Implement a HyperNet Layer

julia
function HyperNet(weight_generator::AbstractLuxLayer, core_network::AbstractLuxLayer)
    ca_axes = getaxes(
        ComponentArray(Lux.initialparameters(Random.default_rng(), core_network))
    )
    return @compact(; ca_axes, weight_generator, core_network, dispatch=:HyperNet) do (x, y)
        # Generate the weights
        ps_new = ComponentArray(vec(weight_generator(x)), ca_axes)
        @return core_network(y, ps_new)
    end
end

Defining functions on the CompactLuxLayer requires some understanding of how the layer is structured, as such we don't recommend doing it unless you are familiar with the internals.
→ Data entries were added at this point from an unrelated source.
//! Tests for HTTP/2 frame header and frame parsing

use h2_stream_server::{flags, frame_type, Error, Frame, FrameHeader};

#[test]
fn test_header_fields_are_big_endian() {
    // length 0x012345, HEADERS, END_HEADERS | END_STREAM, stream 0x00ABCDEF
    let bytes = [0x01, 0x23, 0x45, 0x01, 0x05, 0x00, 0xAB, 0xCD, 0xEF];
    let header = FrameHeader::parse(&bytes).unwrap();

    assert_eq!(header.length, 0x012345);
    assert_eq!(header.frame_type, frame_type::HEADERS);
    assert_eq!(header.flags, flags::END_HEADERS | flags::END_STREAM);
    assert_eq!(header.stream_id, 0x00AB_CDEF);
    assert_eq!(header.encode(), bytes);
}

#[test]
fn test_reserved_bit_is_masked() {
    let header = FrameHeader::parse(&[0, 0, 0, 0, 0, 0xFF, 0xFF, 0xFF, 0xFF]).unwrap();
    assert_eq!(header.stream_id, 0x7FFF_FFFF);

    let encoded = FrameHeader::new(frame_type::DATA, 0, 0, 0xFFFF_FFFF).encode();
    assert_eq!(&encoded[5..], &[0x7F, 0xFF, 0xFF, 0xFF]);
}

#[test]
fn test_parse_rejects_short_header() {
    assert!(matches!(FrameHeader::parse(&[0; 8]), Err(Error::Frame(_))));
}

#[test]
fn test_decode_data_frame() {
    let frame = [0, 0, 5, 0, 1, 0, 0, 0, 1, b'h', b'e', b'l', b'l', b'o'];
    assert_eq!(
        Frame::decode(&frame).unwrap(),
        Frame::Data {
            stream_id: 1,
            end_stream: true,
            payload: b"hello".to_vec(),
        }
    );
}

#[test]
fn test_decode_padded_data_frame() {
    // PADDED, pad length 2, "hi", two pad bytes
    let frame = [0, 0, 5, 0, flags::PADDED, 0, 0, 0, 3, 2, b'h', b'i', 0, 0];
    assert_eq!(
        Frame::decode(&frame).unwrap(),
        Frame::Data {
            stream_id: 3,
            end_stream: false,
            payload: b"hi".to_vec(),
        }
    );
}

#[test]
fn test_decode_empty_data_frame() {
    let frame = [0, 0, 0, 0, 1, 0, 0, 0, 1];
    assert_eq!(
        Frame::decode(&frame).unwrap(),
        Frame::Data {
            stream_id: 1,
            end_stream: true,
            payload: vec![],
        }
    );
}

#[test]
fn test_decode_headers_frame() {
    let frame = [0, 0, 3, 1, 0x05, 0, 0, 0, 1, 0x82, 0x86, 0x84];
    assert_eq!(
        Frame::decode(&frame).unwrap(),
        Frame::Headers {
            stream_id: 1,
            end_stream: true,
            header_block: vec![0x82, 0x86, 0x84],
        }
    );
}

#[test]
fn test_decode_ping() {
    let frame = [0, 0, 8, 6, 0, 0, 0, 0, 0, 1, 2, 3, 4, 5, 6, 7, 8];
    assert_eq!(
        Frame::decode(&frame).unwrap(),
        Frame::Ping {
            ack: false,
            stream_id: 0,
            payload: [1, 2, 3, 4, 5, 6, 7, 8],
        }
    );
}

#[test]
fn test_ping_with_wrong_length_is_rejected() {
    let frame = [0, 0, 4, 6, 0, 0, 0, 0, 0, 1, 2, 3, 4];
    assert!(matches!(Frame::decode(&frame), Err(Error::Frame(_))));
}

#[test]
fn test_decode_window_update_masks_reserved_bit() {
    let frame = [0, 0, 4, 8, 0, 0, 0, 0, 0, 0x80, 0x00, 0x10, 0x00];
    assert_eq!(
        Frame::decode(&frame).unwrap(),
        Frame::WindowUpdate {
            stream_id: 0,
            increment: 4096,
        }
    );
}

#[test]
fn test_window_update_too_short() {
    let frame = [0, 0, 2, 8, 0, 0, 0, 0, 0, 0, 1];
    assert!(matches!(Frame::decode(&frame), Err(Error::Frame(_))));
}

#[test]
fn test_decode_rst_stream() {
    let frame = [0, 0, 4, 3, 0, 0, 0, 0, 5, 0, 0, 0, 8];
    assert_eq!(
        Frame::decode(&frame).unwrap(),
        Frame::RstStream {
            stream_id: 5,
            error_code: 8,
        }
    );
}

#[test]
fn test_goaway_is_unsupported() {
    let frame = [0, 0, 8, 7, 0, 0, 0, 0, 0, 0, 0, 0, 1, 0, 0, 0, 0];
    assert_eq!(
        Frame::decode(&frame).unwrap(),
        Frame::Unsupported {
            frame_type: frame_type::GOAWAY,
            stream_id: 0,
        }
    );
}

#[test]
fn test_unknown_frame_type_is_unsupported() {
    let frame = [0, 0, 1, 0xEE, 0, 0, 0, 0, 1, 0];
    assert_eq!(Frame::decode(&frame).unwrap().stream_id(), 1);
}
In this case, we simply write it to ignore the initialization of the core_network parameters.

julia
function Lux.initialparameters(rng::AbstractRNG, hn::CompactLuxLayer{:HyperNet})
    return (; weight_generator=Lux.initialparameters(rng, hn.layers.weight_generator))
end

Create and Initialize the HyperNet

julia
function create_model()
    core_network = Chain(
        Conv((3, 3), 1 => 16, relu; stride=2),
        Conv((3, 3), 16 => 32, relu; stride=2),
        Conv((3, 3), 32 => 64, relu; stride=2),
        GlobalMeanPool(),
        FlattenLayer(),
        Dense(64, 10),
    )
    return HyperNet(
        Chain(
            Embedding(2 => 32),
            Dense(32, 64, relu),
            Dense(64, Lux.parameterlength(core_network)),
        ),
        core_network,
    )
end

Define Utility Functions

julia
function accuracy(model, ps, st, dataloader, data_idx)
    total_correct, total = 0, 0
    cdev = cpu_device()
    st = Lux.testmode(st)
    for (x, y) in dataloader
        target_class = onecold(cdev(y))
        predicted_class = onecold(cdev(first(model((data_idx, x), ps, st))))
        total_correct += sum(target_class .== predicted_class)
        total += length(target_class)
    end
    return total_correct / total
end

Training

julia
function train()
    dev = reactant_device(; force=true)

    model = create_model()
    dataloaders = dev(load_datasets())

    Random.seed!(1234)
    ps, st = dev(Lux.setup(Random.default_rng(), model))

    train_state = Training.TrainState(model, ps, st, Adam(0.0003f0))

    x = first(first(dataloaders[1][1]))
    data_idx = ConcreteRNumber(1)
    model_compiled = Reactant.with_config(;
        dot_general_precision=PrecisionConfig.HIGH,
        convolution_precision=PrecisionConfig.HIGH,
    ) do
        @compile model((data_idx, x), ps, Lux.testmode(st))
    end

    ### Let's train the model
    nepochs = 50
    for epoch in 1:nepochs, data_idx in 1:2
        train_dataloader, test_dataloader = dev.(dataloaders[data_idx])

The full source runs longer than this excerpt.